By adopting a historical lens, we can gain fresh insights into some of the recurrent debates in women’s healthcare and fetal medicine. With Janette Allotey (Chair of de Partu and former Lecturer in Midwifery, Manchester University) and Carly Randall (former Archivist of the Royal College of Obstetricians and Gynaecologists) I curated a poster exhibition in the Education Centre of the Royal College (2015-17). The selection of twelve posters featured some of the changing practices of childbirth. The exhibition was viewed, amongst others, by Foundation Year doctors attending a study day (November 2015) to help them to decide whether they wanted to specialise in obstetrics and gynaecology.
I also had the opportunity to discuss the historical images with trainee midwives at Oxford Brookes University (November 2015).
What sparked my research in 'Birth Through History'?![schenk-foetus_300x400.jpg](https://birth.mml.ox.ac.uk/sites/default/files/users/user22/schenk-foetus_300x400.jpg)

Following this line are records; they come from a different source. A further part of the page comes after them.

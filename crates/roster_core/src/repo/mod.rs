//! Repository layer abstractions and persistence implementations.
//!
//! # Responsibility
//! - Define the key-value storage contract that state blobs use.
//! - Isolate SQLite details from the annotation store.
//!
//! # Invariants
//! - Repositories store opaque strings; encoding belongs to the caller.

pub mod kv_repo;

In the course of general historical research on women in early modern France, I came to focus on the relationship between women and medicine in the sixteenth and seventeenth centuries, particularly on what we would now term reproductive medicine. I was struck by the numerous references in literary works to pregnancies (revealed or hidden) and births (especially monstrous ones), and even to the mother’s breasts - glistening with milk-like pearls.
Yet I found a surprising absence of first-person accounts in either women’s memoirs or letters. While the mother’s body seemed to fascinate poets and writers of fiction, women themselves – even those who were literate - appeared reluctant to record their personal experiences in written form. Conversely, there is evidence to attest to the widespread tradition of oral exchanges between women, not least in the traditional gatherings of groups of all-women ‘gossips’ during a new mother’s lying-in period.

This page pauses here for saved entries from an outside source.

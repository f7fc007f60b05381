//! Roster input: turning a newline-separated handle file into creators.
//!
//! # Invariants
//! - Parsed handles are trimmed, non-empty and unique (first occurrence
//!   wins).
//! - Input order is preserved; it is the "insertion order" views fall back
//!   to.

mod source;

pub use source::{load_roster_file, parse_roster, RosterError, RosterResult, DEFAULT_ROSTER_FILE};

So to appreciate how the early modern period understood reproduction and birth, I turned to medical works by physicians, surgeons and several midwives, and found that here reproduction occupied a very significant place. In my book Les Traités d'obstétrique en langue française au seuil de la modernité (2007), I compiled a critical bibliography of some thirty works in French on the subject, spanning the period from the first translation of Euchaire Rösslin’s immensely popular birthing manual (1536) to the midwife Louise Bourgeois’s polemical defence of her delivery of the king’s sister-in-law (1627). My study included works by such famous figures as Ambroise Paré, Laurent Joubert and Jacques Guillemeau, who raised the question of the benefits and risks of publishing these works in French, rather than in Latin (which was still the accepted language for medical texts).

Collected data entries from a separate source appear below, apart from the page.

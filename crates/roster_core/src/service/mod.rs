//! Core use-case services.
//!
//! # Responsibility
//! - Own the in-memory annotation mapping and its write path.
//! - Keep CLI callers decoupled from storage details.

pub mod annotation_store;
pub mod clock;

What particular aspects of 'Birth Through History' have led my research?
One main strand of my research has been individual ‘birthing tales’ within French medical texts and fiction of the sixteenth and seventeenth centuries. Although some medical men [and the occasional female writers] choose to present only generic paradigms for both normal and abnormal pregnancies and births, other writers collect tales relating individual case histories. I have published a collection of these, together with comments and an English translation, at www.birthingtales.org. These tales clearly reveal the overlap between early modern medical texts and literary works of fiction. In contrast, today`s doctors and midwives are bound by very strict codes of professional confidentiality, whereas the women experiencing pregnancy and birth often share their experiences freely through on-line sites such as Mumsnet.